**Requirement**:
Only the last stretch of the records is wanted: restate word for word the line with "let mut sub" and every line after it.

**Records shown**:
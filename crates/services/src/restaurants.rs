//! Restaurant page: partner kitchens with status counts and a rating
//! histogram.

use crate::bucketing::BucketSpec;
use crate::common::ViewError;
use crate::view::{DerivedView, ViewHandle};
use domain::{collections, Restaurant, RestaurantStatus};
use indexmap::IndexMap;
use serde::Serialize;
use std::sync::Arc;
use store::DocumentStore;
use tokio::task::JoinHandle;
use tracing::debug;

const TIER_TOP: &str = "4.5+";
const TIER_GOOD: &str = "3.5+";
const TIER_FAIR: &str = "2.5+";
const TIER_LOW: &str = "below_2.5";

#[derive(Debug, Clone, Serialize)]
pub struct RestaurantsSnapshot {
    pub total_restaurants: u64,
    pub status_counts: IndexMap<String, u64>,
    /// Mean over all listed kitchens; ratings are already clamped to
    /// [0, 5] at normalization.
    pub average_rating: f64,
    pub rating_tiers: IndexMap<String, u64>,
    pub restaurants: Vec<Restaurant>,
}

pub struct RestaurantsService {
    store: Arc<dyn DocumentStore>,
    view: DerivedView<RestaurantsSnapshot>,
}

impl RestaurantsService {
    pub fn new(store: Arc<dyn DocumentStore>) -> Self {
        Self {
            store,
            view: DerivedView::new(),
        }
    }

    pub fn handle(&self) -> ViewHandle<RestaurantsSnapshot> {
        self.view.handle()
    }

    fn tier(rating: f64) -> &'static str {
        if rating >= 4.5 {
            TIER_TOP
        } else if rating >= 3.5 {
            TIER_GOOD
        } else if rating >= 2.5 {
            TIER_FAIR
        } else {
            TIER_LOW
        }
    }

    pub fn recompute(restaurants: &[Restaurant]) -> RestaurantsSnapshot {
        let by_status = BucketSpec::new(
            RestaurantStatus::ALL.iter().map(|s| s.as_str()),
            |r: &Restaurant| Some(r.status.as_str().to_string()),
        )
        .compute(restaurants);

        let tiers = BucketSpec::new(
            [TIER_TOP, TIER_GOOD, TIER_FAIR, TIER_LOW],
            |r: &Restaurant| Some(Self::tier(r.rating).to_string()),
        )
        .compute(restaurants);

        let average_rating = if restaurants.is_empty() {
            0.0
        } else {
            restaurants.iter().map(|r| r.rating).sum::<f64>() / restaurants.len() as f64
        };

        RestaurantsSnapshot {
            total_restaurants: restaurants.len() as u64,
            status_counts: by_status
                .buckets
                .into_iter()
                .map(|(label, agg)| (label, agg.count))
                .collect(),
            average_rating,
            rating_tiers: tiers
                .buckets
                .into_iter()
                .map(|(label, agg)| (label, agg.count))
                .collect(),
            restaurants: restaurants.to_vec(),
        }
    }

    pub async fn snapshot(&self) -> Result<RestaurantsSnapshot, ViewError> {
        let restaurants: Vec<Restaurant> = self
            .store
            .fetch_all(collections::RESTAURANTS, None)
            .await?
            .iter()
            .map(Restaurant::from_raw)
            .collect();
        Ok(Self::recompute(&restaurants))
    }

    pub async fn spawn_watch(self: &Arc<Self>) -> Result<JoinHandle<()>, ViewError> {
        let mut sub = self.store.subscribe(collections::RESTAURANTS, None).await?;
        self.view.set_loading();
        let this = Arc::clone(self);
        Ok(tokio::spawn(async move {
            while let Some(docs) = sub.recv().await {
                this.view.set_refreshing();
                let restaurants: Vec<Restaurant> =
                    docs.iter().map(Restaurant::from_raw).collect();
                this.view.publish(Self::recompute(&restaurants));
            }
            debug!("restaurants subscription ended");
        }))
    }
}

**Exercise result**:
        let mut sub = self.store.subscribe(collections::RESTAURANTS, None).await?;
        self.view.set_loading();
        let this = Arc::clone(self);
        Ok(tokio::spawn(async move {
            while let Some(docs) = sub.recv().await {
                this.view.set_refreshing();
                let restaurants: Vec<Restaurant> =
                    docs.iter().map(Restaurant::from_raw).collect();
                this.view.publish(Self::recompute(&restaurants));
            }
            debug!("restaurants subscription ended");
        }))
    }
}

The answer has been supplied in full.